Where Shall We Go This Summer? (1975) is primarily concerned with the education of Sita in the school of life. The main focus in the novel is on the identity crises in the life of Sita due to her unhappy and conflicting relationship with her husband, Raman. From the thematic point of view Where Shall We Go This Summer? is quite different from the earlier novels of Anita Desai viz. Cry, the Peacock, Voices in the City, Fire on the Mountain or Bye, Bye, Blackbird. It is perhaps the most satisfying, harmonious and integrated novel in the sense that in it Sita, the female protagonist, after much turmoil, succeeds ultimately in achieving a better understanding of the compulsions of human existence, acquires a broader vision which enables her to see her life, her husband, her children and her duties in a right perspective which the female protagonists of her earlier novels viz. Maya, Monisha or even Nanda Kaul fail to arrive at.

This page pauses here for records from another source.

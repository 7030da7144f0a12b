use std::collections::BTreeMap;

/// Свойства сообщения по имени.
pub type Properties = BTreeMap<String, String>;

pub fn events_topic(device_id: &str) -> String {
    // чтобы маршрутизация IoT Hub видела тело как JSON
    format!("devices/{}/messages/events/$.ct=application%2Fjson&$.ce=utf-8", device_id)
}

pub fn devicebound_prefix(device_id: &str) -> String {
    format!("devices/{}/messages/devicebound/", device_id)
}

pub fn devicebound_filter(device_id: &str) -> String {
    format!("{}#", devicebound_prefix(device_id))
}

/// Делит URL-кодированный property bag в конце C2D-топика
/// на `(application, system)` свойства.
pub fn parse_property_bag(bag: &str) -> (Properties, Properties) {
    let mut application = Properties::new();
    let mut system = Properties::new();

    for pair in bag.split('&').filter(|p| !p.is_empty()) {
        let (key, value) = pair.split_once('=').unwrap_or((pair, ""));
        let key = decode(key);
        let value = decode(value);

        if is_system_property(&key) {
            system.insert(key, value);
        } else {
            application.insert(key, value);
        }
    }

    (application, system)
}

fn is_system_property(key: &str) -> bool {
    key.starts_with("$.") || key.starts_with("iothub-")
}

fn decode(s: &str) -> String {
    urlencoding::decode(s)
        .map(|c| c.into_owned())
        .unwrap_or_else(|_| s.to_string())
}
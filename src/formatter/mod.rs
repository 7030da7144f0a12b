pub mod json;

pub use json::{EncodeError, JsonFormatter};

Consideration of Sita’s unusual childhood is necessary to evaluate her character. Her illusions of an ideal life are based upon her recollections of her childhood spent on Island of Manori with her father who had become a legend in his own life time. As a child, she feels discarded and unwanted when she notices her father’s tenderness biased attitude towards Rekha. The disintegration of the family immediately after her father’s death testifies the truth that there was nothing substantial to bind them as a family. Had there been a sense of belonging they would not have drifted apart so easily. Lack of parental love and care in childhood damaged her psyche permanently. Her life started ‘in the centre of crowd’.
With calm eyes, she had watched the surge and flow of such masses, listened to endless speeches on the subject, Swaraja, had her chin checked, collected discarded garlands and played with the tinsel till she fell against a bolster and was carried away to someone house to sleep-always a different someone, it scarcely mattered which one.
As Sita does not have a family, she has no feeling of belongingness. Sita’s mother in Where Shall We Go This Summer? had run away from home leaving her children to the care of a father whose concerns lie outside the family. A deep seed of insecurity is sown in her life. In the midst of this, Raman comes to the island to see Sita’s ailing father. After her father’s death, Raman is the person who supports her emotionally.
Sita accepts readily Raman as the manager of her life and hopes that Raman will be the man who will help her come out of her complex, offer her the needed security and fill the hap in her life created by her father, Rekha and Jivan. This is quite the normal line of thinking and acting on the part of Sita-for it is obviously the emotional side of her self that remains most neglected. She ultimately marries Raman and through this gesture makes a zealous entry into life. As Usha Bande puts it: "Sita makes a bargain with fate-if she is helpless, good and humble, she will be lovable, Raman will love her. As a self effacing person, she poses to be good, without pride and hopes that she will be treated well by fate and by others." (The Far Side of Despair 109)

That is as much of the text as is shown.